* **Collected data entries**
======
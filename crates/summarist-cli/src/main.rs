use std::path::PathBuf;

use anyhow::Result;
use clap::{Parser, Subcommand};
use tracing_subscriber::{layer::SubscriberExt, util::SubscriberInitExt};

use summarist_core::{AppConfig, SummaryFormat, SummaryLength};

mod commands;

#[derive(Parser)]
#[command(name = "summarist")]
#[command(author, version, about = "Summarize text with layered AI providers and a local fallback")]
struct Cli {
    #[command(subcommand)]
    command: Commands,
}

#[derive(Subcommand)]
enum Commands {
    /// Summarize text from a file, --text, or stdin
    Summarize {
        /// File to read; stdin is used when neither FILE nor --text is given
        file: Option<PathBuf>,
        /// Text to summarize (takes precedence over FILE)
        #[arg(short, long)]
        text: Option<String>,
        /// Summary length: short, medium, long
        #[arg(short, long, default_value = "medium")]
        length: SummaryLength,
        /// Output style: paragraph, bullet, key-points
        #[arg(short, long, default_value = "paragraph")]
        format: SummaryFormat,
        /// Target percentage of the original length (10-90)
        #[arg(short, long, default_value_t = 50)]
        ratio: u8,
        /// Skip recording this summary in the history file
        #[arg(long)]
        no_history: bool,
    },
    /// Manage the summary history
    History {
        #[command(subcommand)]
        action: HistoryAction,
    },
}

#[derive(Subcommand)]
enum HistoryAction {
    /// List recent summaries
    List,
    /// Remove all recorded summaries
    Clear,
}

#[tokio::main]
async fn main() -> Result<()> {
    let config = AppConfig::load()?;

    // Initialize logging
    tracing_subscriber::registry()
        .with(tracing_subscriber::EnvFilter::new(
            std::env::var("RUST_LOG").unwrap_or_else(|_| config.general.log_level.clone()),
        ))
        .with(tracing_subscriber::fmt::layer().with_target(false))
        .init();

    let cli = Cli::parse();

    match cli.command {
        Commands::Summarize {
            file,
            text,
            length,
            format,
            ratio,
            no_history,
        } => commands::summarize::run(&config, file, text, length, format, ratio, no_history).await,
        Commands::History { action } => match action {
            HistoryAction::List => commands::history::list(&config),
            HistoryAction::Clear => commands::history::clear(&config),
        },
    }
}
======
* **What this task involves**
Give back the entries above precisely as they appear.

* **Exercise result**
filename crates/summarist-cli/src/main.rs
use std::path::PathBuf;

use anyhow::Result;
use clap::{Parser, Subcommand};
use tracing_subscriber::{layer::SubscriberExt, util::SubscriberInitExt};

use summarist_core::{AppConfig, SummaryFormat, SummaryLength};

mod commands;

#[derive(Parser)]
#[command(name = "summarist")]
#[command(author, version, about = "Summarize text with layered AI providers and a local fallback")]
struct Cli {
    #[command(subcommand)]
    command: Commands,
}

#[derive(Subcommand)]
enum Commands {
    /// Summarize text from a file, --text, or stdin
    Summarize {
        /// File to read; stdin is used when neither FILE nor --text is given
        file: Option<PathBuf>,
        /// Text to summarize (takes precedence over FILE)
        #[arg(short, long)]
        text: Option<String>,
        /// Summary length: short, medium, long
        #[arg(short, long, default_value = "medium")]
        length: SummaryLength,
        /// Output style: paragraph, bullet, key-points
        #[arg(short, long, default_value = "paragraph")]
        format: SummaryFormat,
        /// Target percentage of the original length (10-90)
        #[arg(short, long, default_value_t = 50)]
        ratio: u8,
        /// Skip recording this summary in the history file
        #[arg(long)]
        no_history: bool,
    },
    /// Manage the summary history
    History {
        #[command(subcommand)]
        action: HistoryAction,
    },
}

#[derive(Subcommand)]
enum HistoryAction {
    /// List recent summaries
    List,
    /// Remove all recorded summaries
    Clear,
}

#[tokio::main]
async fn main() -> Result<()> {
    let config = AppConfig::load()?;

    // Initialize logging
    tracing_subscriber::registry()
        .with(tracing_subscriber::EnvFilter::new(
            std::env::var("RUST_LOG").unwrap_or_else(|_| config.general.log_level.clone()),
        ))
        .with(tracing_subscriber::fmt::layer().with_target(false))
        .init();

    let cli = Cli::parse();

    match cli.command {
        Commands::Summarize {
            file,
            text,
            length,
            format,
            ratio,
            no_history,
        } => commands::summarize::run(&config, file, text, length, format, ratio, no_history).await,
        Commands::History { action } => match action {
            HistoryAction::List => commands::history::list(&config),
            HistoryAction::Clear => commands::history::clear(&config),
        },
    }
}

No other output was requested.